La portanza, cioè la forza sviluppata da un fluido in moto, come l’aria, su un’ala o una superficie analoga, è direttamente proporzionale all’area della superficie alare e proporzionale al quadrato della velocità relativa della corrente d’aria. Inoltre, per angolazioni comprese generalmente tra più e meno 14°, essa è approssimativamente proporzionale all’inclinazione, o angolo d’attacco, della superficie aerodinamica rispetto al flusso d’aria; per angoli d’attacco più elevati, le caratteristiche del flusso dell’aria mutano rapidamente: esso “si separa” e la portanza cala drasticamente, dando luogo a una situazione detta di “stallo”.

Quando un aereo vola mantenendo un assetto orizzontale, la portanza generata dalle ali e da altri parti della struttura ne controbilancia il peso. Entro i limiti detti sopra, se si aumenta l’angolo d’attacco mentre si mantiene costante la velocità, l’aereo sale; al contrario, se l’angolo d’attacco viene diminuito, ossia l’ala viene inclinata verso il basso, l’aereo perde portanza e comincia a scendere. Inoltre, un aereo sale di quota (cabra) all’aumentare della sua velocità, mentre scende (picchia) se questa diminuisce.

Durante il volo, il pilota cambia spesso la velocità e l’angolo d’attacco e questi due fattori frequentemente si bilanciano tra loro; ad esempio, se il pilota volesse aumentare la velocità mantenendo un volo comunque livellato, dovrebbe ridurre l’angolo d’attacco per compensare l’aumento di portanza dovuto alla maggiore velocità dell’aereo.

Quando si prepara all’atterraggio, il pilota deve ridurre il più possibile la velocità del mezzo e, per compensare la considerevole perdita di portanza dovuta alla diminuzione di velocità, egli opera in modo che si generi ulteriore portanza variando la superficie alare, l’effettivo incurvamento e l’angolo d’attacco. Ciò è possibile grazie all’impiego di dispositivi per aumentare la portanza chiamati ipersostentatori o flaps; si tratta di grandi estensioni alari situate in genere sul lato posteriore dell’ala (chiamato anche bordo d’uscita), o talvolta installati sul lato frontale (o bordo d’attacco). Durante il volo di crociera, la maggior parte dei flaps vengono normalmente ritratti all’interno dell’ala, ma possono essere utilizzati dal pilota ogni volta che questi lo ritenga necessario.

2.2

Resistenza aerodinamica

Nel volo, i fattori che contribuiscono alla portanza generano anche forze non desiderate, definite nel loro complesso resistenza aerodinamica, che tendono a frenare il moto del velivolo attraverso l’aria. Una parte della resistenza aerodinamica è dovuta alle forze di attrito esercitate dall’aria sugli oggetti che si muovono al suo interno e dipende dalla forma e dalla levigatezza delle superfici del mezzo; esse possono essere ridotte affusolando l’aereo. Alcuni aerei sono dotati di congegni per ridurre la resistenza dovuta all’attrito mantenendo il flusso d’aria sulle superfici nella cosiddetta forma “laminare”, ossia riducendo al minimo il verificarsi di moti turbolenti del fluido in prossimità delle superfici.

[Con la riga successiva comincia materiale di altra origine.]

//! Key generation on the token.

use std::sync::Arc;

use openssl::{dh::Dh, dsa::Dsa};
use tokenbridge_interfaces::{Attribute, EcCurve, KeyType, Mechanism, ObjectClass};
use tracing::debug;

use crate::{
    HError, KeyAlgorithm,
    error::result::HResult,
    hsm_bail, hsm_call, hsm_ensure,
    key::{KeyProperties, TokenKey, bit_length},
    template::TemplateOperation,
    token::Token,
};

const DEFAULT_PUBLIC_EXPONENT: [u8; 3] = [0x01, 0x00, 0x01];

/// Parameters of a key generation
#[derive(Debug, Clone, PartialEq, Eq)]
pub enum KeyGenParams {
    /// Key size in bits
    Size(usize),
    Rsa {
        bits: usize,
        public_exponent: Vec<u8>,
    },
    Curve(EcCurve),
    Dsa {
        prime: Vec<u8>,
        subprime: Vec<u8>,
        base: Vec<u8>,
    },
    Dh {
        prime: Vec<u8>,
        base: Vec<u8>,
    },
}

/// A public key and its private key
#[derive(Debug, Clone)]
pub struct KeyPair {
    pub public: Arc<TokenKey>,
    pub private: Arc<TokenKey>,
}

/// The outcome of a key generation
#[derive(Debug, Clone)]
pub enum GeneratedKey {
    Secret(Arc<TokenKey>),
    Pair(KeyPair),
}

/// Validated generation parameters
#[derive(Debug, Clone)]
enum Generation {
    Secret {
        mechanism: Mechanism,
        key_type: KeyType,
        /// Length of the value, sent to the token when the mechanism needs it
        len: usize,
        explicit_len: bool,
    },
    Rsa {
        bits: usize,
        public_exponent: Vec<u8>,
    },
    Ec(EcCurve),
    /// Domain parameters generated with the key
    DsaSize(usize),
    Dsa {
        prime: Vec<u8>,
        subprime: Vec<u8>,
        base: Vec<u8>,
    },
    DhSize(usize),
    Dh {
        prime: Vec<u8>,
        base: Vec<u8>,
    },
}

fn check_domain_size(algorithm: KeyAlgorithm, bits: usize) -> HResult<()> {
    hsm_ensure!(
        (512..=1024).contains(&bits) && bits % 64 == 0,
        HError::InvalidParameter(format!(
            "{algorithm} keys are 512 to 1024 bits long in multiples of 64, got {bits}"
        ))
    );
    Ok(())
}

impl Generation {
    fn resolve(algorithm: KeyAlgorithm, params: KeyGenParams) -> HResult<Self> {
        let invalid = |params: &KeyGenParams| {
            HError::InvalidParameter(format!("invalid {algorithm} parameters: {params:?}"))
        };
        Ok(match (algorithm, params) {
            (KeyAlgorithm::Aes, KeyGenParams::Size(bits)) => {
                hsm_ensure!(
                    matches!(bits, 128 | 192 | 256),
                    HError::InvalidParameter(format!(
                        "AES keys are 128, 192 or 256 bits long, got {bits}"
                    ))
                );
                Self::Secret {
                    mechanism: Mechanism::AesKeyGen,
                    key_type: KeyType::Aes,
                    len: bits / 8,
                    explicit_len: true,
                }
            }
            (KeyAlgorithm::Des, KeyGenParams::Size(bits)) => {
                hsm_ensure!(
                    matches!(bits, 56 | 64),
                    HError::InvalidParameter(format!("DES keys are 56 or 64 bits long, got {bits}"))
                );
                Self::Secret {
                    mechanism: Mechanism::DesKeyGen,
                    key_type: KeyType::Des,
                    len: 8,
                    explicit_len: false,
                }
            }
            (KeyAlgorithm::DesEde, KeyGenParams::Size(bits)) => match bits {
                112 => Self::Secret {
                    mechanism: Mechanism::Des2KeyGen,
                    key_type: KeyType::Des2,
                    len: 16,
                    explicit_len: false,
                },
                168 => Self::Secret {
                    mechanism: Mechanism::Des3KeyGen,
                    key_type: KeyType::Des3,
                    len: 24,
                    explicit_len: false,
                },
                _ => hsm_bail!(HError::InvalidParameter(format!(
                    "DESede keys are 112 or 168 bits long, got {bits}"
                ))),
            },
            (KeyAlgorithm::Generic, KeyGenParams::Size(bits)) => {
                hsm_ensure!(
                    (8..=65536).contains(&bits) && bits % 8 == 0,
                    HError::InvalidParameter(format!(
                        "generic secrets are 8 to 65536 bits long in multiples of 8, got {bits}"
                    ))
                );
                Self::Secret {
                    mechanism: Mechanism::GenericSecretKeyGen,
                    key_type: KeyType::GenericSecret,
                    len: bits / 8,
                    explicit_len: true,
                }
            }
            (KeyAlgorithm::Rsa, KeyGenParams::Size(bits)) => Self::rsa(bits, DEFAULT_PUBLIC_EXPONENT.to_vec())?,
            (
                KeyAlgorithm::Rsa,
                KeyGenParams::Rsa {
                    bits,
                    public_exponent,
                },
            ) => Self::rsa(bits, public_exponent)?,
            (KeyAlgorithm::Ec, KeyGenParams::Size(bits)) => {
                hsm_ensure!(
                    (112..=2048).contains(&bits),
                    HError::InvalidParameter(format!("EC keys are 112 to 2048 bits long, got {bits}"))
                );
                Self::Ec(EcCurve::for_field_bits(bits).ok_or_else(|| {
                    HError::InvalidParameter(format!("no supported curve of {bits} bits"))
                })?)
            }
            (KeyAlgorithm::Ec, KeyGenParams::Curve(curve)) => Self::Ec(curve),
            (KeyAlgorithm::Dsa, KeyGenParams::Size(bits)) => {
                check_domain_size(algorithm, bits)?;
                Self::DsaSize(bits)
            }
            (
                KeyAlgorithm::Dsa,
                KeyGenParams::Dsa {
                    prime,
                    subprime,
                    base,
                },
            ) => Self::Dsa {
                prime,
                subprime,
                base,
            },
            (KeyAlgorithm::Dh, KeyGenParams::Size(bits)) => {
                check_domain_size(algorithm, bits)?;
                Self::DhSize(bits)
            }
            (KeyAlgorithm::Dh, KeyGenParams::Dh { prime, base }) => Self::Dh { prime, base },
            (_, params) => hsm_bail!(invalid(&params)),
        })
    }

    fn rsa(bits: usize, public_exponent: Vec<u8>) -> HResult<Self> {
        hsm_ensure!(
            (512..=65536).contains(&bits),
            HError::InvalidParameter(format!("RSA keys are 512 to 65536 bits long, got {bits}"))
        );
        hsm_ensure!(
            bit_length(&public_exponent) >= 2,
            HError::InvalidParameter("invalid RSA public exponent".to_owned())
        );
        Ok(Self::Rsa {
            bits,
            public_exponent,
        })
    }
}

/// Generates keys on a token
pub struct KeyGenerator {
    token: Arc<Token>,
    algorithm: KeyAlgorithm,
    generation: Generation,
}

impl KeyGenerator {
    /// Default key size in bits
    #[must_use]
    pub const fn default_size(algorithm: KeyAlgorithm) -> usize {
        match algorithm {
            KeyAlgorithm::Aes => 128,
            KeyAlgorithm::Des => 64,
            KeyAlgorithm::DesEde => 168,
            KeyAlgorithm::Generic => 256,
            KeyAlgorithm::Rsa => 2048,
            KeyAlgorithm::Ec => 256,
            KeyAlgorithm::Dsa | KeyAlgorithm::Dh => 1024,
        }
    }

    /// A generator of keys of the default size
    pub fn new(token: Arc<Token>, algorithm: KeyAlgorithm) -> HResult<Self> {
        let generation =
            Generation::resolve(algorithm, KeyGenParams::Size(Self::default_size(algorithm)))?;
        Ok(Self {
            token,
            algorithm,
            generation,
        })
    }

    #[must_use]
    pub const fn algorithm(&self) -> KeyAlgorithm {
        self.algorithm
    }

    /// Set the size or the parameters of the keys
    pub fn init(&mut self, params: KeyGenParams) -> HResult<()> {
        self.generation = Generation::resolve(self.algorithm, params)?;
        Ok(())
    }

    pub fn generate(&self) -> HResult<GeneratedKey> {
        if self.algorithm.is_secret() {
            self.generate_key().map(GeneratedKey::Secret)
        } else {
            self.generate_key_pair().map(GeneratedKey::Pair)
        }
    }

    /// Generate a secret key
    pub fn generate_key(&self) -> HResult<Arc<TokenKey>> {
        let Generation::Secret {
            mechanism,
            key_type,
            len,
            explicit_len,
        } = &self.generation
        else {
            return Err(HError::IllegalState(format!(
                "{} keys come in pairs",
                self.algorithm
            )));
        };
        self.token.ensure_valid()?;
        let mut requested = vec![
            Attribute::Class(ObjectClass::SecretKey),
            Attribute::KeyType(*key_type),
            Attribute::Token(false),
        ];
        if *explicit_len {
            requested.push(Attribute::ValueLen(*len as u64));
        }
        let template = self.token.templates().resolve(
            TemplateOperation::Generate,
            ObjectClass::SecretKey,
            *key_type,
            requested,
        );
        let session = self.token.acquire_object_session()?;
        let handle = hsm_call!(
            self.token,
            "generating a key",
            generate_key,
            session.handle(),
            mechanism,
            &template
        )?;
        debug!(
            "{}: generated {} key {handle}",
            self.token.name(),
            self.algorithm
        );
        let properties =
            KeyProperties::from_template(&template, ObjectClass::SecretKey, *key_type, len * 8);
        Ok(TokenKey::new(&session, handle, properties, None))
    }

    /// Generate a key pair
    pub fn generate_key_pair(&self) -> HResult<KeyPair> {
        self.token.ensure_valid()?;
        let (mechanism, key_type, bits, domain) = match &self.generation {
            Generation::Secret { .. } => {
                return Err(HError::IllegalState(format!(
                    "{} keys are secret keys",
                    self.algorithm
                )));
            }
            Generation::Rsa {
                bits,
                public_exponent,
            } => (
                Mechanism::RsaPkcsKeyPairGen,
                KeyType::Rsa,
                *bits,
                vec![
                    Attribute::ModulusBits(*bits as u64),
                    Attribute::PublicExponent(public_exponent.clone()),
                ],
            ),
            Generation::Ec(curve) => (
                Mechanism::EcKeyPairGen,
                KeyType::Ec,
                curve.field_bits(),
                vec![Attribute::EcParams(curve.oid_der().to_vec())],
            ),
            Generation::DsaSize(bits) => {
                let dsa = Dsa::generate_params(u32::try_from(*bits)?)?;
                Self::dsa_domain(dsa.p().to_vec(), dsa.q().to_vec(), dsa.g().to_vec())
            }
            Generation::Dsa {
                prime,
                subprime,
                base,
            } => Self::dsa_domain(prime.clone(), subprime.clone(), base.clone()),
            Generation::DhSize(bits) => {
                let dh = Dh::generate_params(u32::try_from(*bits)?, 2)?;
                Self::dh_domain(dh.prime_p().to_vec(), dh.generator().to_vec())
            }
            Generation::Dh { prime, base } => Self::dh_domain(prime.clone(), base.clone()),
        };

        let mut public_requested = vec![
            Attribute::Class(ObjectClass::PublicKey),
            Attribute::KeyType(key_type),
            Attribute::Token(false),
        ];
        public_requested.extend(domain);
        let private_requested = vec![
            Attribute::Class(ObjectClass::PrivateKey),
            Attribute::KeyType(key_type),
            Attribute::Token(false),
        ];
        let templates = self.token.templates();
        let public_template = templates.resolve(
            TemplateOperation::Generate,
            ObjectClass::PublicKey,
            key_type,
            public_requested,
        );
        let private_template = templates.resolve(
            TemplateOperation::Generate,
            ObjectClass::PrivateKey,
            key_type,
            private_requested,
        );

        let session = self.token.acquire_object_session()?;
        let (public, private) = hsm_call!(
            self.token,
            "generating a key pair",
            generate_key_pair,
            session.handle(),
            &mechanism,
            &public_template,
            &private_template
        )?;
        debug!(
            "{}: generated {} {bits} bits key pair {public}/{private}",
            self.token.name(),
            self.algorithm
        );
        let public = TokenKey::new(
            &session,
            public,
            KeyProperties::from_template(&public_template, ObjectClass::PublicKey, key_type, bits),
            None,
        );
        let private = TokenKey::new(
            &session,
            private,
            KeyProperties::from_template(
                &private_template,
                ObjectClass::PrivateKey,
                key_type,
                bits,
            ),
            None,
        );
        Ok(KeyPair { public, private })
    }

    fn dsa_domain(
        prime: Vec<u8>,
        subprime: Vec<u8>,
        base: Vec<u8>,
    ) -> (Mechanism, KeyType, usize, Vec<Attribute>) {
        (
            Mechanism::DsaKeyPairGen,
            KeyType::Dsa,
            bit_length(&prime),
            vec![
                Attribute::Prime(prime),
                Attribute::Subprime(subprime),
                Attribute::Base(base),
            ],
        )
    }

    fn dh_domain(prime: Vec<u8>, base: Vec<u8>) -> (Mechanism, KeyType, usize, Vec<Attribute>) {
        (
            Mechanism::DhPkcsKeyPairGen,
            KeyType::Dh,
            bit_length(&prime),
            vec![Attribute::Prime(prime), Attribute::Base(base)],
        )
    }
}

Un altro tipo di resistenza aerodinamica, chiamata resistenza indotta, è dovuta direttamente alla portanza prodotta dall’ala. Per produrre portanza, infatti, si deve compiere un lavoro e la resistenza indotta ne fornisce la misura; la dissipazione di energia si manifesta sotto forma di turbini o vortici che si formano lungo il bordo d’uscita, in particolare verso le estremità delle ali.

Gli ingegneri aeronautici progettano macchine caratterizzate dal più alto rapporto possibile portanza-resistenza. Questo rapporto tuttavia è limitato da fattori come la velocità e il peso sopportabili dalla cellula del velivolo. Un aereo da trasporto subsonico può avere rapporto portanza-resistenza attorno a 20, mentre quello di un aliante ad alte prestazioni può raggiungere un valore doppio. Per contro, la maggior resistenza che si genera quando un aereo vola a velocità supersoniche riduce il rapporto portanza-resistenza a meno di 10.